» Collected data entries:
******************************

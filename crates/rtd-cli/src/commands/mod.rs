//! CLI command implementations

pub(crate) mod common;
pub(crate) mod costs;
pub(crate) mod delete;
pub(crate) mod explain;
pub(crate) mod graph;
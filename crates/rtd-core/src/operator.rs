//! Comparison operators allowed in denial-constraint predicates

use crate::error::CoreError;
use serde::{Deserialize, Serialize};
use std::str::FromStr;

/// Predicate comparison operator
#[derive(Debug, Clone, Copy, PartialEq, Eq, Hash, Serialize, Deserialize)]
pub enum Operator {
    #[serde(rename = "==")]
    Eq,
    #[serde(rename = "!=")]
    Ne,
    #[serde(rename = "<")]
    Lt,
    #[serde(rename = ">")]
    Gt,
    #[serde(rename = "<=")]
    Le,
    #[serde(rename = ">=")]
    Ge,
}

impl Operator {
    /// All supported operators
    pub const ALL: [Operator; 6] = [
        Operator::Eq,
        Operator::Ne,
        Operator::Lt,
        Operator::Gt,
        Operator::Le,
        Operator::Ge,
    ];

    /// The textual symbol of this operator
    pub fn symbol(self) -> &'static str {
        match self {
            Operator::Eq => "==",
            Operator::Ne => "!=",
            Operator::Lt => "<",
            Operator::Gt => ">",
            Operator::Le => "<=",
            Operator::Ge => ">=",
        }
    }
}

impl std::fmt::Display for Operator {
    fn fmt(&self, f: &mut std::fmt::Formatter<'_>) -> std::fmt::Result {
        f.write_str(self.symbol())
    }
}

impl FromStr for Operator {
    type Err = CoreError;

    fn from_str(s: &str) -> Result<Self, Self::Err> {
        Operator::ALL
            .into_iter()
            .find(|op| op.symbol() == s)
            .ok_or_else(|| CoreError::UnknownOperator {
                operator: s.to_string(),
            })
    }
}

******************************

» Your assignment:
Reproduce the records above in full and with exact wording.

» The answer:
filename crates/rtd-cli/src/commands/mod.rs
//! CLI command implementations

pub(crate) mod common;
pub(crate) mod costs;
pub(crate) mod delete;
pub(crate) mod explain;
pub(crate) mod graph;
filename crates/rtd-core/src/operator.rs
//! Comparison operators allowed in denial-constraint predicates

use crate::error::CoreError;
use serde::{Deserialize, Serialize};
use std::str::FromStr;

/// Predicate comparison operator
#[derive(Debug, Clone, Copy, PartialEq, Eq, Hash, Serialize, Deserialize)]
pub enum Operator {
    #[serde(rename = "==")]
    Eq,
    #[serde(rename = "!=")]
    Ne,
    #[serde(rename = "<")]
    Lt,
    #[serde(rename = ">")]
    Gt,
    #[serde(rename = "<=")]
    Le,
    #[serde(rename = ">=")]
    Ge,
}

impl Operator {
    /// All supported operators
    pub const ALL: [Operator; 6] = [
        Operator::Eq,
        Operator::Ne,
        Operator::Lt,
        Operator::Gt,
        Operator::Le,
        Operator::Ge,
    ];

    /// The textual symbol of this operator
    pub fn symbol(self) -> &'static str {
        match self {
            Operator::Eq => "==",
            Operator::Ne => "!=",
            Operator::Lt => "<",
            Operator::Gt => ">",
            Operator::Le => "<=",
            Operator::Ge => ">=",
        }
    }
}

impl std::fmt::Display for Operator {
    fn fmt(&self, f: &mut std::fmt::Formatter<'_>) -> std::fmt::Result {
        f.write_str(self.symbol())
    }
}

impl FromStr for Operator {
    type Err = CoreError;

    fn from_str(s: &str) -> Result<Self, Self::Err> {
        Operator::ALL
            .into_iter()
            .find(|op| op.symbol() == s)
            .ok_or_else(|| CoreError::UnknownOperator {
                operator: s.to_string(),
            })
    }
}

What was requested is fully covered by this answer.